Every parent of a child who suffers from a life threatening disease such as Congenital Heart Defect (CHD) has pain – but a story of pure courage to tell. As a Foundation where with Heart Disorders, children from lesser privileged families have no means for surgery to survive. We strive to create awareness of the disease and the journey parents and children face while overcoming CHD.
She has written a book called ‘LAMBY: A mother’s journey through a twisted Medical system to save her son” which is available on Amazon.com. which explores the struggle she has faced.

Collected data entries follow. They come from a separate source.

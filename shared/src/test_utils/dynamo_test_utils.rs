use aws_sdk_dynamodb::types::{
    AttributeDefinition, AttributeValue, BillingMode, KeySchemaElement, KeyType,
    ScalarAttributeType,
};
use aws_sdk_dynamodb::Client;
use log::debug;
use std::collections::HashMap;
use std::env;

use crate::store::dynamo::create_client;

type BoxError = Box<dyn std::error::Error + Send + Sync>;

const DEFAULT_LOCAL_ENDPOINT: &str = "http://localhost:8000";

// Small pages so clearing a test table walks more than one scan page.
const CLEAR_PAGE_SIZE: i32 = 10;

/// Router tests run against DynamoDB instead of the in-memory store when
/// `USE_DYNAMODB=true`.
pub fn use_dynamodb() -> bool {
    env::var("USE_DYNAMODB")
        .map(|v| v.to_lowercase() == "true")
        .unwrap_or(false)
}

pub async fn create_dynamo_client() -> Client {
    let endpoint =
        env::var("DYNAMODB_ENDPOINT").unwrap_or_else(|_| DEFAULT_LOCAL_ENDPOINT.to_string());
    create_client(Some(&endpoint)).await
}

pub async fn create_family_table(client: &Client, table_name: &str) -> Result<(), BoxError> {
    client
        .create_table()
        .table_name(table_name)
        .key_schema(
            KeySchemaElement::builder()
                .attribute_name("id")
                .key_type(KeyType::Hash)
                .build()?,
        )
        .attribute_definitions(
            AttributeDefinition::builder()
                .attribute_name("id")
                .attribute_type(ScalarAttributeType::S)
                .build()?,
        )
        .billing_mode(BillingMode::PayPerRequest)
        .send()
        .await?;

    Ok(())
}

/// Deletes every item in the table, following scan pages until the last one.
pub async fn clear_dynamo_table(client: &Client, table_name: &str) -> Result<(), BoxError> {
    let mut start_key: Option<HashMap<String, AttributeValue>> = None;
    let mut deleted = 0usize;

    loop {
        let output = client
            .scan()
            .table_name(table_name)
            .limit(CLEAR_PAGE_SIZE)
            .set_exclusive_start_key(start_key.take())
            .send()
            .await?;

        for item in output.items.unwrap_or_default() {
            if let Some(id) = item.get("id") {
                let key = HashMap::from([("id".to_string(), id.clone())]);
                client
                    .delete_item()
                    .table_name(table_name)
                    .set_key(Some(key))
                    .send()
                    .await?;
                deleted += 1;
            }
        }

        match output.last_evaluated_key {
            Some(key) if !key.is_empty() => start_key = Some(key),
            _ => break,
        }
    }

    debug!("Cleared {} items from table '{}'", deleted, table_name);
    Ok(())
}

Nikki has a BSN degree from Georgetown School of Nursing and a Master’s Degree in Nursing from NYU. She continues to offer advice for friends and family who have battled with the sometimes confusing medical system. Currently, the family of six
live in Stonington, CT.
Dylan was born full term on December 9, 2005. From the moment he came into the world, things just didn’t seem as “perfect” as with my first child. It took a bit for him to receive a high APGAR score. Then the coughing started…a barking cough that, to me, was not normal for a newborn. Then there was the difficulty feeding and choking…all before we left the hospital. But the staff kept telling me he was just clearing mucus. SO we go home and start a journey I never imagined.
The short version is this: Dylan struggled with eating, breathing, crying, and vomiting multiple times a day for months. At least once a week, we were seeing a doctor and often they said nothing was wrong; “You just have a fussy baby”. I was kicked out of the ER twice. He was misdiagnosed three times. They once told me it was reflux. By two months old, Dylan was on reflux medication, a prescription formula which also had to be thickened to reduce the amount of choking that occurred with feedings. Every night he slept on my chest because otherwise he
would vomit and choke and stop breathing. I knew from my medical background that this wasn’t just reflux. So I went to new doctors and got other opinions, none of which satisfied me or relieved his symptoms.
At three months old, a GI specialist doing an upper endoscopy, caused my child to desaturate. It took stopping the procedure and 2 shots of epinephrine to get him back. Little did I know this would be the beginning of another set of issues… we spent the next ten days in and out of the ER and doctors office. I had an extremely hostile 3 month old who wouldn’t stop crying, didn’t eat, just basically laid there.
His breathing was awful…and no respiratory meds were working. Years later, I found out he had a stroke, caused by the negligence of the physician.
At five months, after switching hospitals and providers, we finally received a diagnosis of a Vascular Ring (double aortic Arch). He went to surgery 10 days later and the ring was divided. But the OR nurse pulled me aside and said, “please watch his breathing. His trachea was pretty crushed and didn’t recover like we had hoped once the ring was released”. And so we monitored him…for 3.5 years with repeated pneumonias, doctor appts, specialists, bronchoscopies and lung lavages. Antibiotics and steroids were his normal medications. It got to a point where he had aspirated so much in 4 years, his lungs had started to form scar tissue.Something needed to be done! I researched and interviewed 4 different surgeons.Everyone had a different suggestion, including trachea reconstruction;…we were not doing that unless totally necessary!
I found a doctor at Texas Children’s Hospital, who had actually devised a surgical technique to correct what the problem was with such heart disorders, children like Dylan could benefit from.
Dylan had mirror image branching; he had extra vessels and they were still choking him and crushing his esophagus. This surgery called “Translocation of the Descending Aorta” relieved the pressure on the trachea and esophagus. The esophagus (because it is a muscle) bounced back/open to normal. The trachea,though, was crushed 80% in 3 spots and because the cartilage rings had been damaged by the exterior pressure from the extra vessels, it caused the airway to be “floppy”; otherwise known as Trachealmalacia. The surgery was a success and we
saw mass improvements with eating and lack of illness. He has been monitored by every specialty, every year since.
At the age of ten, I started noticing he was having a problem breathing again and the barking cough was back.
We pursued a thorough pulmonary work up which showed that the lung damage was not the cause of his current breathing issue. What it did reveal was a complete collapse of the trachea upon inhalation and coughing. A cardiac MRI showed there was still vessel compression on the trachea as well. We consulted with the cardiothoracic surgery team at Boston Children’s who decided on holding off on moving anymore vessels but that a tracheopexy would be a valuable option. This requires the surgeon to move the esophagus out of the way and pin the posterior portion of the trachea to the spine to hold it open and create better airflow. Dylan underwent this surgery in the spring of 2018. He required 2 dilations of the esophagus because of narrowing and scar tissue pushing on it but the trachea improved to only a 20-30% collapse, which for Dylan was life changing.
It took 6 different hospitals, close to 100 doctor appointments, 26 procedures requiring anesthesia, and 3 major surgeries, including cardiopulmonary by-pass, to get us to where we are today…
At the moment we are grateful that he is doing very well.